### Record set

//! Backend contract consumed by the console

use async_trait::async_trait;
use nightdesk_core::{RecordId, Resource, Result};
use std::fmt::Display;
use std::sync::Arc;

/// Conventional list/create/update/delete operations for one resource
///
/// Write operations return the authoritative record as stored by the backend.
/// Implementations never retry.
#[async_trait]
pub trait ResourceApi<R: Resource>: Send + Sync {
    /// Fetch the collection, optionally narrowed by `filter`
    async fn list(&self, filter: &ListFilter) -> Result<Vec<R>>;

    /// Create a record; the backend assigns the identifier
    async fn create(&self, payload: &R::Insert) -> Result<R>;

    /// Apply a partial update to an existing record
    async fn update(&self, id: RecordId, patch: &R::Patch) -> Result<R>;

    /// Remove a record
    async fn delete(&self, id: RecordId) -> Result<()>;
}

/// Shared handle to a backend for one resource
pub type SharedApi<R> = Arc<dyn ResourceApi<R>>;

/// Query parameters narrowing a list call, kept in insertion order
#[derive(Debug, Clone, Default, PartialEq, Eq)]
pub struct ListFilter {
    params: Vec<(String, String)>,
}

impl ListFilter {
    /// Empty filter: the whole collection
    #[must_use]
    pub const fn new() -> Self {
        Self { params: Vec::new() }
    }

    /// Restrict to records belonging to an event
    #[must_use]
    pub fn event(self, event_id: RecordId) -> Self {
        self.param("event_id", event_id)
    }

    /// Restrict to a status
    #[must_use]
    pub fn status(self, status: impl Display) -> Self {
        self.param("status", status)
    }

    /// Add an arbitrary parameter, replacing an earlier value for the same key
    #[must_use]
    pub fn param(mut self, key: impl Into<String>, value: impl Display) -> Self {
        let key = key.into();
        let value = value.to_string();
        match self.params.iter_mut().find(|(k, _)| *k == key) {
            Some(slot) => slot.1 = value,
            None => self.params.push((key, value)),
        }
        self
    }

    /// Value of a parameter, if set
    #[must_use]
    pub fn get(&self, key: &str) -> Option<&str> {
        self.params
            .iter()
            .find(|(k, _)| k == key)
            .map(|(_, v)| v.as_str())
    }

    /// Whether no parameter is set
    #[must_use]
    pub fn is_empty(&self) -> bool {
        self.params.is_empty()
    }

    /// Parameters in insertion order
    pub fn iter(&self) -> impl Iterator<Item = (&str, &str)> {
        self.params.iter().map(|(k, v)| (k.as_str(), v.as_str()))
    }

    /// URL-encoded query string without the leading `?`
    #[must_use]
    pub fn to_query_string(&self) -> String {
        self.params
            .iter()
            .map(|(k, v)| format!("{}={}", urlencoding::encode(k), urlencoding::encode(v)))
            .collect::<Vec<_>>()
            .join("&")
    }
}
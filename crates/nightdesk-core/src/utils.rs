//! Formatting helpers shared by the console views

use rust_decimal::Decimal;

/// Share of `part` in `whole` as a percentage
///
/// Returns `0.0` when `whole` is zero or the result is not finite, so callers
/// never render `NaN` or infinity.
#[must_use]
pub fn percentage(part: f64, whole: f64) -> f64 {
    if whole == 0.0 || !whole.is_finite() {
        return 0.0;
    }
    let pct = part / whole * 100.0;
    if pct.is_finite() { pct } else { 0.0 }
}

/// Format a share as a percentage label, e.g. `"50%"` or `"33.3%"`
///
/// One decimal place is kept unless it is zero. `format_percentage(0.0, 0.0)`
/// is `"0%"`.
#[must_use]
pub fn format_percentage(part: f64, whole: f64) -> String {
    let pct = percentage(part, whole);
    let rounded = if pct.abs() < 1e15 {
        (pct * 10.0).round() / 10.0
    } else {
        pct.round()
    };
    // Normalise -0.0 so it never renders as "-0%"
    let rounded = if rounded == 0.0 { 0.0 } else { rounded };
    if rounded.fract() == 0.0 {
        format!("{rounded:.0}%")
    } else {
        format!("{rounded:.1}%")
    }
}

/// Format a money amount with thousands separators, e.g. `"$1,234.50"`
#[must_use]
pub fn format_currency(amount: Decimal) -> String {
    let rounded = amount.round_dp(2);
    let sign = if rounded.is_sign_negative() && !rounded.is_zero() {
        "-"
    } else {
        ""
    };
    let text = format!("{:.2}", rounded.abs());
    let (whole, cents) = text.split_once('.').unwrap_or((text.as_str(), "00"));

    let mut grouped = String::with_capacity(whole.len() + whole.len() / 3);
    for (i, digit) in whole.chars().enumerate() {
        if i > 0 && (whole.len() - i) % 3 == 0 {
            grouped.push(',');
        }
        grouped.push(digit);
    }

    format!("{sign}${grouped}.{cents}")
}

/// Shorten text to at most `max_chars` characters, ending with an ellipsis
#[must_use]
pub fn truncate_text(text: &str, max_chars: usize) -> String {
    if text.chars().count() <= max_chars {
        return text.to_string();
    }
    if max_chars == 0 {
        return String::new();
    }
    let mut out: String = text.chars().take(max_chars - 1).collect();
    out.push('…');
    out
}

######

Set down the lines of the listing above verbatim, first line through the line containing "an existing record", inclusive; add no other lines.

//! Backend contract consumed by the console

use async_trait::async_trait;
use nightdesk_core::{RecordId, Resource, Result};
use std::fmt::Display;
use std::sync::Arc;

/// Conventional list/create/update/delete operations for one resource
///
/// Write operations return the authoritative record as stored by the backend.
/// Implementations never retry.
#[async_trait]
pub trait ResourceApi<R: Resource>: Send + Sync {
    /// Fetch the collection, optionally narrowed by `filter`
    async fn list(&self, filter: &ListFilter) -> Result<Vec<R>>;

    /// Create a record; the backend assigns the identifier
    async fn create(&self, payload: &R::Insert) -> Result<R>;

    /// Apply a partial update to an existing record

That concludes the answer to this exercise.